**Work task**
After locating the line that contains "let cli = Cli::parse_args();" in the records below, write out exactly that line and each line after it through the one that contains "Commands::Graph(args) => args.run(&mut", and nothing else.

**Data**
-=-=-=-=-

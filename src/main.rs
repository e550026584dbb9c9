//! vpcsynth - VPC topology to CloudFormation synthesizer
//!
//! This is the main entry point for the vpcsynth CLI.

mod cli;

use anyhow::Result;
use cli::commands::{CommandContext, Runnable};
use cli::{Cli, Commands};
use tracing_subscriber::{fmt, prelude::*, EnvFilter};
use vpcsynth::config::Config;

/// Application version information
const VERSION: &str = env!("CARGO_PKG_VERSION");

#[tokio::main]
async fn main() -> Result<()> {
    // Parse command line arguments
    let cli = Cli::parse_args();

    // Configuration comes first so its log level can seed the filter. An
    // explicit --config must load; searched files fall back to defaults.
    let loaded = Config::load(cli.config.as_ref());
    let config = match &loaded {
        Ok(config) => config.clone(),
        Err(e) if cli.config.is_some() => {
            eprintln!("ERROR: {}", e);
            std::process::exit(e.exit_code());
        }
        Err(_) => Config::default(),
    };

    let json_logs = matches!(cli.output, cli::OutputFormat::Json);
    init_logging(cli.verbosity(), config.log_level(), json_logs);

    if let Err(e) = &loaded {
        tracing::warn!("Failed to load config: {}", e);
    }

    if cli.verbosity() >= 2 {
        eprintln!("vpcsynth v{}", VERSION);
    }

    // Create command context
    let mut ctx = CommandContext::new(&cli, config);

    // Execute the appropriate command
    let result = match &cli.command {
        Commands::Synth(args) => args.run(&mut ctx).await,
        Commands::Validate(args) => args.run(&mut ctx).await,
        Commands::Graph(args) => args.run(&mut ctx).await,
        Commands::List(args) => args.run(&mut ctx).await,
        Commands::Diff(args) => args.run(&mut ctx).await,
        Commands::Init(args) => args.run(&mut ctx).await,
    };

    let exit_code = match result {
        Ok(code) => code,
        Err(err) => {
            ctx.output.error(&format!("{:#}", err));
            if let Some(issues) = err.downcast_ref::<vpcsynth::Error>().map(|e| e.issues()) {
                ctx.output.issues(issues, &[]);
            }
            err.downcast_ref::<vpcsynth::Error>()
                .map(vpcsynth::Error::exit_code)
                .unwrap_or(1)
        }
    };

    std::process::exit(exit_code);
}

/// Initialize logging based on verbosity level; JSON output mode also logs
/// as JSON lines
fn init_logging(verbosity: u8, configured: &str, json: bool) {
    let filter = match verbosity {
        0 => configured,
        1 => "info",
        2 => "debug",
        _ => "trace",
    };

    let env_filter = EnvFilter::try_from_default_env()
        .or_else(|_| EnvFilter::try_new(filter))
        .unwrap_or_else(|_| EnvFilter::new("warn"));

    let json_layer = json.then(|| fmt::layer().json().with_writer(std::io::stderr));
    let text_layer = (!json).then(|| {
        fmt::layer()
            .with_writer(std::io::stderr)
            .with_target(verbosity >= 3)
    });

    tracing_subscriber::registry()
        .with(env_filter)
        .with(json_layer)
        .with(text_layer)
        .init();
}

-=-=-=-=-

**Reply to the task**
    let cli = Cli::parse_args();

    // Configuration comes first so its log level can seed the filter. An
    // explicit --config must load; searched files fall back to defaults.
    let loaded = Config::load(cli.config.as_ref());
    let config = match &loaded {
        Ok(config) => config.clone(),
        Err(e) if cli.config.is_some() => {
            eprintln!("ERROR: {}", e);
            std::process::exit(e.exit_code());
        }
        Err(_) => Config::default(),
    };

    let json_logs = matches!(cli.output, cli::OutputFormat::Json);
    init_logging(cli.verbosity(), config.log_level(), json_logs);

    if let Err(e) = &loaded {
        tracing::warn!("Failed to load config: {}", e);
    }

    if cli.verbosity() >= 2 {
        eprintln!("vpcsynth v{}", VERSION);
    }

    // Create command context
    let mut ctx = CommandContext::new(&cli, config);

    // Execute the appropriate command
    let result = match &cli.command {
        Commands::Synth(args) => args.run(&mut ctx).await,
        Commands::Validate(args) => args.run(&mut ctx).await,
        Commands::Graph(args) => args.run(&mut ctx).await,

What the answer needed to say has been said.